Problem description:
Retyping each entry exactly is the whole task.

□ □ □ □

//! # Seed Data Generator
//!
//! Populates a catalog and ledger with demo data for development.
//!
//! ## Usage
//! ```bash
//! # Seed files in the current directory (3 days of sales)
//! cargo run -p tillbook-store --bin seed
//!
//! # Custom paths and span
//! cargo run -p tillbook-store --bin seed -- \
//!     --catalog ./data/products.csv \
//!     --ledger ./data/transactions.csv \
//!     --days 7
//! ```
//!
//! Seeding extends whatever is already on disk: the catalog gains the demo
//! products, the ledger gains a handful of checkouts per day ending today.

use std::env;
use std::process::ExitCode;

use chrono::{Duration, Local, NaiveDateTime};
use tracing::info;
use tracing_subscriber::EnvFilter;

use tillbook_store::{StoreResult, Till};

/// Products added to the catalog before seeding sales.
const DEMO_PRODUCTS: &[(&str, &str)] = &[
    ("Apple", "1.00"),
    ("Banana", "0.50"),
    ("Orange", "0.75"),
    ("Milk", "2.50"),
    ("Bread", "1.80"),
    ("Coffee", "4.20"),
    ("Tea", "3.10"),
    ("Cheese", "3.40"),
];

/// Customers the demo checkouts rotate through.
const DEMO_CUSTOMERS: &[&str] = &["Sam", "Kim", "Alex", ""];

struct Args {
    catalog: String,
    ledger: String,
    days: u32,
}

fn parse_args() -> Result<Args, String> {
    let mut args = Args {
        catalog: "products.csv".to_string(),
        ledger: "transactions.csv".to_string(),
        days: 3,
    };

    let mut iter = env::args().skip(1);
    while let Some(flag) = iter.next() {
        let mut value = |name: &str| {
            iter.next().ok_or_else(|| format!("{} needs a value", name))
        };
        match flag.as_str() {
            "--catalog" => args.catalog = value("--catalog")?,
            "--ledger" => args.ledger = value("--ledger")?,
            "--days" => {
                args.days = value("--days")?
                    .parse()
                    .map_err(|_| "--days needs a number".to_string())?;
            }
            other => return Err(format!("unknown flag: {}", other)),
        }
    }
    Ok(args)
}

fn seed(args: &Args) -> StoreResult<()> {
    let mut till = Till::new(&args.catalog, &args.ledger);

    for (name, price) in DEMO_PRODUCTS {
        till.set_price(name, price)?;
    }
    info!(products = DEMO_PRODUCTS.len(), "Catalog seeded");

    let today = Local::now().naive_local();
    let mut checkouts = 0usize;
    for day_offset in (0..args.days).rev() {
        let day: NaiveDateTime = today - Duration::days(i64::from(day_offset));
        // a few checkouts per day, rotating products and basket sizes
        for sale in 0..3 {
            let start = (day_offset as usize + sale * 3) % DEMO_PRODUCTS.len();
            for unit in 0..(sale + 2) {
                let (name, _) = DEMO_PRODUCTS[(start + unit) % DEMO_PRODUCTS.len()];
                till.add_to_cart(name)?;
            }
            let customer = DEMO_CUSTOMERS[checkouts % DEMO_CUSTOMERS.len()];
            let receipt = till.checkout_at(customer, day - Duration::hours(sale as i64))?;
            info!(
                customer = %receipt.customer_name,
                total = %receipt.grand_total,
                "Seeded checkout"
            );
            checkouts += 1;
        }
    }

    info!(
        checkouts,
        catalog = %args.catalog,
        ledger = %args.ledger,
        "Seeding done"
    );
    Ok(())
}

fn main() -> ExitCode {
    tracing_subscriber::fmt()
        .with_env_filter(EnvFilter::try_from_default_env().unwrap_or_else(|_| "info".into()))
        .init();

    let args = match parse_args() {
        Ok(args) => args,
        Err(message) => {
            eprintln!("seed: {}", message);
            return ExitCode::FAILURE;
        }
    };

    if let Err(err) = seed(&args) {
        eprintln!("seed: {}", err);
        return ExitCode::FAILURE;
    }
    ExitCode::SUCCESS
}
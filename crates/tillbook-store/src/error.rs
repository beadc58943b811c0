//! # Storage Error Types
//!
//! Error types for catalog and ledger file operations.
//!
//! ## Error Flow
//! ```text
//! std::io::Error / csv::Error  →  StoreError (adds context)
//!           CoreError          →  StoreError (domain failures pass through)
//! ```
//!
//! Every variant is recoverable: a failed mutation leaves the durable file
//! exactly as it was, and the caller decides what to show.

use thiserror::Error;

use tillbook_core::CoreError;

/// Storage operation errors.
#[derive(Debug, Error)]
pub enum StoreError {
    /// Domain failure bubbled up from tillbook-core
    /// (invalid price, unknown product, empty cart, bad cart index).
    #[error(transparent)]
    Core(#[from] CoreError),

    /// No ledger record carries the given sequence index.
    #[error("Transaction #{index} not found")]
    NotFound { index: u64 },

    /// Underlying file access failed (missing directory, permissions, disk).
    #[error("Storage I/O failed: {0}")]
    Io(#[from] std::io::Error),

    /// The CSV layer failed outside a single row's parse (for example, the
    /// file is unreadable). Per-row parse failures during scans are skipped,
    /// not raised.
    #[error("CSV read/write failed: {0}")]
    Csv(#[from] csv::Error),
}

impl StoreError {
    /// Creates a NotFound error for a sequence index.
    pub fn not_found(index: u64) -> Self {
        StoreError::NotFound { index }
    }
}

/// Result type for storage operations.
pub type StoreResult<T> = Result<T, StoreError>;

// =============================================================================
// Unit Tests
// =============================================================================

□ □ □ □

Your solution:
//! # Seed Data Generator
//!
//! Populates a catalog and ledger with demo data for development.
//!
//! ## Usage
//! ```bash
//! # Seed files in the current directory (3 days of sales)
//! cargo run -p tillbook-store --bin seed
//!
//! # Custom paths and span
//! cargo run -p tillbook-store --bin seed -- \
//!     --catalog ./data/products.csv \
//!     --ledger ./data/transactions.csv \
//!     --days 7
//! ```
//!
//! Seeding extends whatever is already on disk: the catalog gains the demo
//! products, the ledger gains a handful of checkouts per day ending today.

use std::env;
use std::process::ExitCode;

use chrono::{Duration, Local, NaiveDateTime};
use tracing::info;
use tracing_subscriber::EnvFilter;

use tillbook_store::{StoreResult, Till};

/// Products added to the catalog before seeding sales.
const DEMO_PRODUCTS: &[(&str, &str)] = &[
    ("Apple", "1.00"),
    ("Banana", "0.50"),
    ("Orange", "0.75"),
    ("Milk", "2.50"),
    ("Bread", "1.80"),
    ("Coffee", "4.20"),
    ("Tea", "3.10"),
    ("Cheese", "3.40"),
];

/// Customers the demo checkouts rotate through.
const DEMO_CUSTOMERS: &[&str] = &["Sam", "Kim", "Alex", ""];

struct Args {
    catalog: String,
    ledger: String,
    days: u32,
}

fn parse_args() -> Result<Args, String> {
    let mut args = Args {
        catalog: "products.csv".to_string(),
        ledger: "transactions.csv".to_string(),
        days: 3,
    };

    let mut iter = env::args().skip(1);
    while let Some(flag) = iter.next() {
        let mut value = |name: &str| {
            iter.next().ok_or_else(|| format!("{} needs a value", name))
        };
        match flag.as_str() {
            "--catalog" => args.catalog = value("--catalog")?,
            "--ledger" => args.ledger = value("--ledger")?,
            "--days" => {
                args.days = value("--days")?
                    .parse()
                    .map_err(|_| "--days needs a number".to_string())?;
            }
            other => return Err(format!("unknown flag: {}", other)),
        }
    }
    Ok(args)
}

fn seed(args: &Args) -> StoreResult<()> {
    let mut till = Till::new(&args.catalog, &args.ledger);

    for (name, price) in DEMO_PRODUCTS {
        till.set_price(name, price)?;
    }
    info!(products = DEMO_PRODUCTS.len(), "Catalog seeded");

    let today = Local::now().naive_local();
    let mut checkouts = 0usize;
    for day_offset in (0..args.days).rev() {
        let day: NaiveDateTime = today - Duration::days(i64::from(day_offset));
        // a few checkouts per day, rotating products and basket sizes
        for sale in 0..3 {
            let start = (day_offset as usize + sale * 3) % DEMO_PRODUCTS.len();
            for unit in 0..(sale + 2) {
                let (name, _) = DEMO_PRODUCTS[(start + unit) % DEMO_PRODUCTS.len()];
                till.add_to_cart(name)?;
            }
            let customer = DEMO_CUSTOMERS[checkouts % DEMO_CUSTOMERS.len()];
            let receipt = till.checkout_at(customer, day - Duration::hours(sale as i64))?;
            info!(
                customer = %receipt.customer_name,
                total = %receipt.grand_total,
                "Seeded checkout"
            );
            checkouts += 1;
        }
    }

    info!(
        checkouts,
        catalog = %args.catalog,
        ledger = %args.ledger,
        "Seeding done"
    );
    Ok(())
}

fn main() -> ExitCode {
    tracing_subscriber::fmt()
        .with_env_filter(EnvFilter::try_from_default_env().unwrap_or_else(|_| "info".into()))
        .init();

    let args = match parse_args() {
        Ok(args) => args,
        Err(message) => {
            eprintln!("seed: {}", message);
            return ExitCode::FAILURE;
        }
    };

    if let Err(err) = seed(&args) {
        eprintln!("seed: {}", err);
        return ExitCode::FAILURE;
    }
    ExitCode::SUCCESS
}
filename crates/tillbook-store/src/error.rs
repository beadc58943b811c0
//! # Storage Error Types
//!
//! Error types for catalog and ledger file operations.
//!
//! ## Error Flow
//! ```text
//! std::io::Error / csv::Error  →  StoreError (adds context)
//!           CoreError          →  StoreError (domain failures pass through)
//! ```
//!
//! Every variant is recoverable: a failed mutation leaves the durable file
//! exactly as it was, and the caller decides what to show.

use thiserror::Error;

use tillbook_core::CoreError;

/// Storage operation errors.
#[derive(Debug, Error)]
pub enum StoreError {
    /// Domain failure bubbled up from tillbook-core
    /// (invalid price, unknown product, empty cart, bad cart index).
    #[error(transparent)]
    Core(#[from] CoreError),

    /// No ledger record carries the given sequence index.
    #[error("Transaction #{index} not found")]
    NotFound { index: u64 },

    /// Underlying file access failed (missing directory, permissions, disk).
    #[error("Storage I/O failed: {0}")]
    Io(#[from] std::io::Error),

    /// The CSV layer failed outside a single row's parse (for example, the
    /// file is unreadable). Per-row parse failures during scans are skipped,
    /// not raised.
    #[error("CSV read/write failed: {0}")]
    Csv(#[from] csv::Error),
}

impl StoreError {
    /// Creates a NotFound error for a sequence index.
    pub fn not_found(index: u64) -> Self {
        StoreError::NotFound { index }
    }
}

/// Result type for storage operations.
pub type StoreResult<T> = Result<T, StoreError>;

// =============================================================================
// Unit Tests
// =============================================================================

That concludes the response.